10/10
Sock it to Me! (As Nixon would say)
19 January 2023
I really gotta see College Confidential now, don't I?

10 minutes into this and I have to give if 5 stars by default. Not simply because I know this is a tremendous epic effort of a singular, incisive American pop-culture satirical force, but because this is basically the movie equivalent of looking around my father-in-law's workroom. And... his workroom is friggin' fab!

So, I know (thanks to an intro from a friendly rep from AGFA before the screening that Joe Dante has said that he just sees this as a bunch of "stuff;" but editing and flow matters, pacing matters, and as an editor, taking himself as well as a college audience raised on some/much of this, Dante knew what he was doing here - at least to get a laugh whenever possible.

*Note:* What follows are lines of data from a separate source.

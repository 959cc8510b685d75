//! Structured logging for the iosim network simulator
//!
//! This crate wires `tracing` to console and file output and scopes log
//! output to the device the forwarding engine is currently processing.
//!
//! # Features
//!
//! - **Pretty or JSONL console output**: human-readable by default
//! - **JSONL file output**: daily/hourly rotation via tracing-appender
//! - **Device context**: spans opened under a [`DeviceContextGuard`] carry
//!   the device name
//! - **`RUST_LOG` override**: through `EnvFilter`
//!
//! # Quick Start
//!
//! ```ignore
//! use iosim_logging::{IosimSubscriberBuilder, LogConfig};
//!
//! // Pretty console output at info
//! IosimSubscriberBuilder::new().init()?;
//!
//! // Verbose development output
//! IosimSubscriberBuilder::new()
//!     .with_config(LogConfig::development())
//!     .init()?;
//! ```

pub mod config;
pub mod context;
pub mod layers;

pub use config::{ConsoleConfig, FileConfig, JsonlConfig, LogConfig, RotationStrategy};
pub use context::{DeviceContextData, DeviceContextGuard};
pub use layers::DeviceContextLayer;

use std::fs::{self, File};

use thiserror::Error;
use tracing_appender::non_blocking::{NonBlocking, WorkerGuard};
use tracing_appender::rolling::{RollingFileAppender, Rotation};
use tracing_subscriber::{EnvFilter, Layer, Registry, layer::SubscriberExt, util::SubscriberInitExt};

/// Errors raised while installing the subscriber
#[derive(Debug, Error)]
pub enum LoggingError {
    #[error("Failed to prepare log file: {0}")]
    Io(#[from] std::io::Error),

    #[error("A global subscriber is already installed: {0}")]
    AlreadyInitialized(String),
}

type BoxedLayer = Box<dyn Layer<Registry> + Send + Sync>;

/// Builder for configuring and initializing the iosim logging subscriber
pub struct IosimSubscriberBuilder {
    config: LogConfig,
}

impl IosimSubscriberBuilder {
    /// Create a new subscriber builder with default configuration
    pub fn new() -> Self {
        Self {
            config: LogConfig::default(),
        }
    }

    /// Use a specific configuration
    pub fn with_config(mut self, config: LogConfig) -> Self {
        self.config = config;
        self
    }

    /// Set the default log level
    pub fn with_level(mut self, level: impl Into<String>) -> Self {
        self.config.default_level = level.into();
        self
    }

    /// Enable or disable console output
    pub fn with_console(mut self, enabled: bool) -> Self {
        self.config.console.enabled = enabled;
        self
    }

    pub fn config(&self) -> &LogConfig {
        &self.config
    }

    /// Install the subscriber globally
    ///
    /// The returned guard flushes the file writer on drop and must be kept
    /// alive for as long as file output is wanted.
    pub fn init(self) -> Result<Option<WorkerGuard>, LoggingError> {
        let env_filter = EnvFilter::try_from_default_env()
            .unwrap_or_else(|_| EnvFilter::new(&self.config.default_level));

        let mut layers: Vec<BoxedLayer> = vec![DeviceContextLayer::new().boxed()];
        let mut guard = None;

        if self.config.console.enabled {
            layers.push(self.console_layer());
        }

        if let Some(file_config) = &self.config.file {
            let (writer, file_guard) = file_writer(file_config)?;
            guard = Some(file_guard);
            layers.push(self.jsonl_layer(writer));
        }

        tracing_subscriber::registry()
            .with(layers)
            .with(env_filter)
            .try_init()
            .map_err(|e| LoggingError::AlreadyInitialized(e.to_string()))?;

        Ok(guard)
    }

    fn console_layer(&self) -> BoxedLayer {
        let jsonl = &self.config.jsonl;
        if self.config.console.pretty {
            tracing_subscriber::fmt::layer()
                .with_ansi(self.config.console.ansi)
                .with_target(true)
                .boxed()
        } else {
            tracing_subscriber::fmt::layer()
                .json()
                .with_current_span(true)
                .with_span_list(jsonl.include_spans)
                .flatten_event(jsonl.flatten_events)
                .with_file(jsonl.include_location)
                .with_line_number(jsonl.include_location)
                .boxed()
        }
    }

    fn jsonl_layer(&self, writer: NonBlocking) -> BoxedLayer {
        let jsonl = &self.config.jsonl;
        tracing_subscriber::fmt::layer()
            .json()
            .with_current_span(true)
            .with_span_list(jsonl.include_spans)
            .flatten_event(jsonl.flatten_events)
            .with_file(jsonl.include_location)
            .with_line_number(jsonl.include_location)
            .with_writer(writer)
            .boxed()
    }
}

impl Default for IosimSubscriberBuilder {
    fn default() -> Self {
        Self::new()
    }
}

/// Create the file writer: truncates for `Never` rotation, appends otherwise
fn file_writer(file_config: &FileConfig) -> Result<(NonBlocking, WorkerGuard), LoggingError> {
    fs::create_dir_all(&file_config.directory)?;
    let writer = match file_config.rotation {
        RotationStrategy::Never => {
            let path = file_config.directory.join(format!("{}.log", file_config.prefix));
            tracing_appender::non_blocking(File::create(path)?)
        }
        RotationStrategy::Daily => tracing_appender::non_blocking(RollingFileAppender::new(
            Rotation::DAILY,
            &file_config.directory,
            &file_config.prefix,
        )),
        RotationStrategy::Hourly => tracing_appender::non_blocking(RollingFileAppender::new(
            Rotation::HOURLY,
            &file_config.directory,
            &file_config.prefix,
        )),
    };
    Ok(writer)
}

/// Initialize logging for testing (minimal output, ignores repeat calls)
pub fn init_testing() {
    let _ = IosimSubscriberBuilder::new()
        .with_config(LogConfig::testing())
        .init();
}

#[cfg(test)]
mod tests {
    use super::*;

    #[test]
    fn test_builder_creation() {
        let builder = IosimSubscriberBuilder::new();
        assert_eq!(builder.config().default_level, "info");
        assert!(builder.config().console.pretty);
    }

    #[test]
    fn test_builder_with_config() {
        let builder = IosimSubscriberBuilder::new().with_config(LogConfig::testing());
        assert_eq!(builder.config().default_level, "warn");
        assert!(!builder.config().console.pretty);
    }

    #[test]
    fn test_builder_with_level_and_console() {
        let builder = IosimSubscriberBuilder::new().with_level("trace").with_console(false);
        assert_eq!(builder.config().default_level, "trace");
        assert!(!builder.config().console.enabled);
    }

    #[test]
    fn test_never_rotation_creates_single_file() {
        let temp = tempfile::TempDir::new().unwrap();
        let config = FileConfig {
            directory: temp.path().join("logs"),
            prefix: "run".to_string(),
            rotation: RotationStrategy::Never,
        };
        let (_writer, _guard) = file_writer(&config).unwrap();
        assert!(temp.path().join("logs").join("run.log").exists());
    }

    #[test]
    fn test_init_twice_reports_error() {
        init_testing();
        assert!(matches!(
            IosimSubscriberBuilder::new().init(),
            Err(LoggingError::AlreadyInitialized(_))
        ));
    }
}
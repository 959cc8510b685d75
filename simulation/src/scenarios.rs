//! Pre-defined simulation scenarios
//!
//! Each scenario builds a network, drives it for a few ticks and prints what
//! happened. They double as the CLI subcommands and as integration fixtures.

use std::net::Ipv4Addr;
use std::path::Path;

use iosim_core::{DeviceError, mask_from_len};
use iosim_routing::{Policy, PolicyIndex, PolicyStats, RoutingTable, TreeStats};
use iosim_storage::{IndexStats, SnapshotIndex};
use rand::rngs::StdRng;
use rand::{Rng, SeedableRng};
use serde::Serialize;
use tracing::info;

use crate::config::SimConfig;
use crate::device::{Device, DeviceKind};
use crate::engine::TickReport;
use crate::error::NetworkError;
use crate::network::Network;

const MASK_24: Ipv4Addr = Ipv4Addr::new(255, 255, 255, 0);
const ANY: Ipv4Addr = Ipv4Addr::UNSPECIFIED;

/// Build the two-router lab used by most scenarios:
///
/// ```text
/// PC1 (192.168.1.10) -- R1 -- 10.0.0.0/24 -- R2 -- PC2 (192.168.2.10)
/// ```
///
/// Interfaces are connected while shut down, then brought up.
pub fn build_lab(net: &mut Network) -> Result<(), NetworkError> {
    net.add_device("PC1", DeviceKind::Host)?;
    net.add_device("R1", DeviceKind::Router)?;
    net.add_device("R2", DeviceKind::Router)?;
    net.add_device("PC2", DeviceKind::Host)?;

    net.connect("PC1", "eth0", "R1", "g0/0")?;
    net.connect("R1", "g0/1", "R2", "g0/0")?;
    net.connect("R2", "g0/1", "PC2", "eth0")?;

    let addresses = [
        ("PC1", "eth0", Ipv4Addr::new(192, 168, 1, 10)),
        ("R1", "g0/0", Ipv4Addr::new(192, 168, 1, 1)),
        ("R1", "g0/1", Ipv4Addr::new(10, 0, 0, 1)),
        ("R2", "g0/0", Ipv4Addr::new(10, 0, 0, 2)),
        ("R2", "g0/1", Ipv4Addr::new(192, 168, 2, 1)),
        ("PC2", "eth0", Ipv4Addr::new(192, 168, 2, 10)),
    ];
    for (device, iface, ip) in addresses {
        device_mut(net, device)?.configure_interface(iface, Some(ip), Some(MASK_24), Some(true))?;
    }

    device_mut(net, "PC1")?.add_route(ANY, ANY, Ipv4Addr::new(192, 168, 1, 1), 1);
    device_mut(net, "R1")?.add_route(Ipv4Addr::new(192, 168, 2, 0), MASK_24, Ipv4Addr::new(10, 0, 0, 2), 10);
    device_mut(net, "R2")?.add_route(Ipv4Addr::new(192, 168, 1, 0), MASK_24, Ipv4Addr::new(10, 0, 0, 1), 10);
    device_mut(net, "PC2")?.add_route(ANY, ANY, Ipv4Addr::new(192, 168, 2, 1), 1);
    Ok(())
}

fn device_mut<'a>(net: &'a mut Network, name: &str) -> Result<&'a mut Device, NetworkError> {
    net.device_mut(name)
        .ok_or_else(|| DeviceError::DeviceNotFound(name.to_string()).into())
}

fn print_report(report: &TickReport) {
    println!("  {}", report.summary());
    for outcome in &report.outcomes {
        let verdict = match (&outcome.transmission, outcome.drop) {
            (Some(tx), None) => format!("sent via {} to {}", tx.interface, tx.next_hop),
            (Some(tx), Some(reason)) => format!("sent via {} then dropped ({reason})", tx.interface),
            (None, Some(reason)) => format!("dropped ({reason})"),
            (None, None) => "pending".to_string(),
        };
        println!("    [{}] {} -> {}", outcome.device, outcome.packet, verdict);
    }
}

/// Forward traffic across the lab and print statistics
pub fn run_demo_scenario(config: SimConfig) -> Result<Network, NetworkError> {
    info!("=== Running lab demo ===");
    let mut net = Network::new(config)?;
    build_lab(&mut net)?;

    println!("\n--- Topology ---");
    for device in net.devices() {
        println!("  {device}");
        for iface in device.interfaces() {
            println!("    {iface}");
        }
    }

    println!("\n--- PC1 and R1 send traffic ---");
    let pc1 = Ipv4Addr::new(192, 168, 1, 10);
    let r1 = Ipv4Addr::new(192, 168, 1, 1);
    net.send_packet(pc1, Ipv4Addr::new(192, 168, 2, 10), "hello PC2", None)?;
    net.send_packet(pc1, Ipv4Addr::new(8, 8, 8, 8), "to the internet", None)?;
    net.send_packet(r1, Ipv4Addr::new(192, 168, 2, 10), "from R1", None)?;
    net.send_packet(r1, Ipv4Addr::new(172, 16, 0, 1), "unroutable", None)?;

    for report in net.run_ticks(2) {
        print_report(&report);
    }

    println!("\n--- R1 routing table ---");
    if let Some(router) = net.device("R1") {
        print!("{}", router.routing_table().render());
        println!("  {}", router.routing_table().stats());
    }

    println!("\n--- Network statistics ---");
    let stats = net.network_stats();
    println!("  Sent: {}", stats.total_packets_sent);
    println!("  Dropped: {}", stats.total_packets_dropped);
    println!("  Top talker: {}", stats.top_talker.as_deref().unwrap_or("-"));
    println!("  {}", net.state_summary());
    Ok(net)
}

/// A TTL=1 packet is transmitted once and expires in the same tick
pub fn run_ttl_expiry_scenario(config: SimConfig) -> Result<Network, NetworkError> {
    info!("=== Running TTL expiry scenario ===");
    let mut net = Network::new(config)?;
    build_lab(&mut net)?;

    let pc1 = Ipv4Addr::new(192, 168, 1, 10);
    let pc2 = Ipv4Addr::new(192, 168, 2, 10);
    net.send_packet(pc1, pc2, "short lived", Some(1))?;
    net.send_packet(pc1, pc2, "long lived", Some(2))?;

    print_report(&net.tick());

    println!("\n--- Event log ---");
    for event in net.events().iter() {
        println!("  {event}");
    }
    Ok(net)
}

/// Prefix policies on R1 with longest-prefix match
pub fn run_policies_scenario(config: SimConfig) -> Result<Network, NetworkError> {
    info!("=== Running policy scenario ===");
    let mut net = Network::new(config)?;
    build_lab(&mut net)?;

    let r1 = device_mut(&mut net, "R1")?;
    r1.add_route(ANY, ANY, Ipv4Addr::new(10, 0, 0, 2), 100);
    r1.set_policy(Ipv4Addr::new(10, 0, 0, 0), Ipv4Addr::new(255, 0, 0, 0), Policy::Block);
    r1.set_policy(Ipv4Addr::new(10, 1, 0, 0), Ipv4Addr::new(255, 255, 0, 0), Policy::TtlMin(3));

    println!("\n--- R1 policies ---");
    print!("{}", r1.policies().render());

    let src = Ipv4Addr::new(192, 168, 1, 1);
    net.send_packet(src, Ipv4Addr::new(10, 1, 5, 5), "ttl too low", Some(2))?;
    net.send_packet(src, Ipv4Addr::new(10, 1, 5, 5), "ttl ok", Some(5))?;
    net.send_packet(src, Ipv4Addr::new(10, 2, 0, 0), "blocked", None)?;
    net.send_packet(src, Ipv4Addr::new(192, 168, 2, 10), "unaffected", None)?;

    print_report(&net.tick());

    println!("\n--- Event counts ---");
    let counts = net.events().counts();
    for (kind, count) in &counts.by_kind {
        println!("  {kind}: {count}");
    }
    Ok(net)
}

/// Statistics of the structures exercised by [`run_structures_scenario`]
#[derive(Debug, Clone, Serialize)]
pub struct StructuresReport {
    pub routing: TreeStats,
    pub routes: usize,
    pub policies: PolicyStats,
    pub snapshots: IndexStats,
    pub snapshot_entries: usize,
}

/// Drive each structure with seeded random inserts and deletes
///
/// Every structure is checked for structural consistency at the end.
pub fn run_structures_scenario(count: usize, order: usize, seed: u64) -> Result<StructuresReport, NetworkError> {
    info!(count, order, seed, "=== Running structures scenario ===");
    let mut rng = StdRng::seed_from_u64(seed);
    let mut table = RoutingTable::new();
    let mut policies = PolicyIndex::new();
    let mut index: SnapshotIndex<u32, String> = SnapshotIndex::new(order)?;

    let mut prefixes = Vec::with_capacity(count);
    for i in 0..count {
        let prefix = Ipv4Addr::from(rng.random::<u32>());
        let mask = mask_from_len(rng.random_range(8..=32))?;
        table.add_route(prefix, mask, Ipv4Addr::new(10, 0, 0, 1), rng.random_range(1..=100));

        let policy = if rng.random_bool(0.5) {
            Policy::Block
        } else {
            Policy::TtlMin(rng.random_range(1..=64))
        };
        policies.insert(prefix, mask, policy);
        index.insert(rng.random(), format!("snapshots/snap_{i}.cfg"));
        prefixes.push((prefix, mask));
    }

    for (prefix, mask) in &prefixes {
        if rng.random_bool(0.5) {
            table.remove_route(*prefix, *mask);
            policies.delete(*prefix, *mask);
        }
    }
    let keys: Vec<u32> = index.all_entries().into_iter().map(|(k, _)| *k).collect();
    for key in keys {
        if rng.random_bool(0.5) {
            index.delete(&key);
        }
    }

    table.check_invariants()?;
    policies.check_invariants()?;
    index.check_invariants()?;

    let report = StructuresReport {
        routing: table.stats(),
        routes: table.len(),
        policies: policies.stats(),
        snapshots: index.stats(),
        snapshot_entries: index.len(),
    };
    println!("Routing table: {} routes, {}", report.routes, report.routing);
    println!(
        "Policy index: {} prefixes over {} nodes",
        report.policies.prefixes, report.policies.nodes
    );
    println!(
        "Snapshot index (order {}): {} entries, height {}, {} nodes, {} splits, {} merges",
        report.snapshots.order,
        report.snapshot_entries,
        report.snapshots.height,
        report.snapshots.nodes,
        report.snapshots.splits,
        report.snapshots.merges
    );
    Ok(report)
}

/// Save, list and restore topology snapshots under `dir`
pub fn run_snapshots_scenario(config: SimConfig, dir: &Path) -> Result<Network, NetworkError> {
    info!(dir = %dir.display(), "=== Running snapshot scenario ===");
    let mut net = Network::new(config.with_snapshot_dir(dir))?;
    build_lab(&mut net)?;

    let (key, path) = net.save_snapshot(Some("lab_baseline"))?;
    println!("Saved {key} to {}", path.display());

    net.remove_device("PC2")?;
    device_mut(&mut net, "R1")?.remove_route(Ipv4Addr::new(192, 168, 2, 0), MASK_24);
    let (key, path) = net.save_snapshot(Some("lab_without_pc2"))?;
    println!("Saved {key} to {}", path.display());

    println!("\n--- Snapshots ---");
    for (key, path) in net.snapshots() {
        println!("  {key}: {path}");
    }
    println!("  Index: {:?}", net.snapshot_store().index_stats());

    net.load_snapshot("lab_baseline")?;
    println!("\nRestored lab_baseline: {}", net.device_names().join(", "));
    println!("  {}", net.state_summary());
    Ok(net)
}
//! Errors surfaced by the network controller

use std::path::PathBuf;

use iosim_core::{AddressError, DeviceError, InvariantError};
use iosim_storage::StorageError;
use thiserror::Error;

/// Umbrella error for [`Network`](crate::Network) operations
#[derive(Debug, Error)]
pub enum NetworkError {
    #[error(transparent)]
    Device(#[from] DeviceError),

    #[error(transparent)]
    Storage(#[from] StorageError),

    #[error(transparent)]
    Address(#[from] AddressError),

    #[error(transparent)]
    Invariant(#[from] InvariantError),

    #[error("Failed to read config {}: {message}", path.display())]
    Config { path: PathBuf, message: String },
}

impl NetworkError {
    pub(crate) fn config(path: impl Into<PathBuf>, message: impl ToString) -> Self {
        Self::Config {
            path: path.into(),
            message: message.to_string(),
        }
    }
}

Examples: like when he has the clip of the kids coming in to the clubhouse or whatever to watch something and then it cuts to a nudie movie with two ladies taking off their clothes by the rocks. Or the kid in the one Western show saying "and rmthis here dog" and it cuts right to a close-up of Lassie in another show. Or in a Bible program and the line "as the hour of the lord drew near" and it it cuts to a killer Gorilla movie. There's a plethora of examples like that.

It's Free Association cutting, but often it isnt; it's madness and there's a method, as sometimes Dante and Davison let a set piece play out longer than you expect because, hey, who doesnt want to see Elisha Cook Jr in College Confidential. Other times, the Movie Orgy is what it may be most easily pegged as: flipping through channels - at a time when kids or anyone couldn't do that so easily. It works like the brain does to make connections between references... only this has 10,000 of them. And sometimes, well, what else are you going to cut to when Jimminy Cricket is in a Pinocchio commercial than... Elsa Martinelli?! Sure! And the Abbot and Costello scene is legit a laugh Riot.

It's a crazy, uproariously funny, surreal, abstract, proto-Keyboard-Cat cameoing cornucopia-smorgasbord of mid 20th century Escapism, advertising, propaganda (both nuclear and political purposes, from cops to the first televangelists to of course why giving bonds to Vietnam is important, you listen to Ann Margaret now) and shtick. When you are watching things on TV, you almost don't know how maddening as well as entertaining (and, indeed, crap) it all is until its presented as such. Or maybe we always knew.

I understand all the better how the Boomers, who were glued to TVs, fed ads for cigarettes, peanut butter and fear, and oh right those nice youngsters the Beatles (or that one cringe bit with Elvis and the hound dog), got attitudes about certain parts of life, the opposite sex, and living they may not have been conscious of (how could they be). It's a Boob Tube but a Dream Machine and Magic Store. And it would be the most staggering coincidence to me that the makers of The Atomic Cafe didn't seen it at some point. The whole thing feels like a miracle. And a cacophony. It's what Advertisers and Schlockmeisters and Hacks and the Government have wanted us to see from the start.

Unique. Look out for giant grasshoppers and Nixon reading the Checkers speech!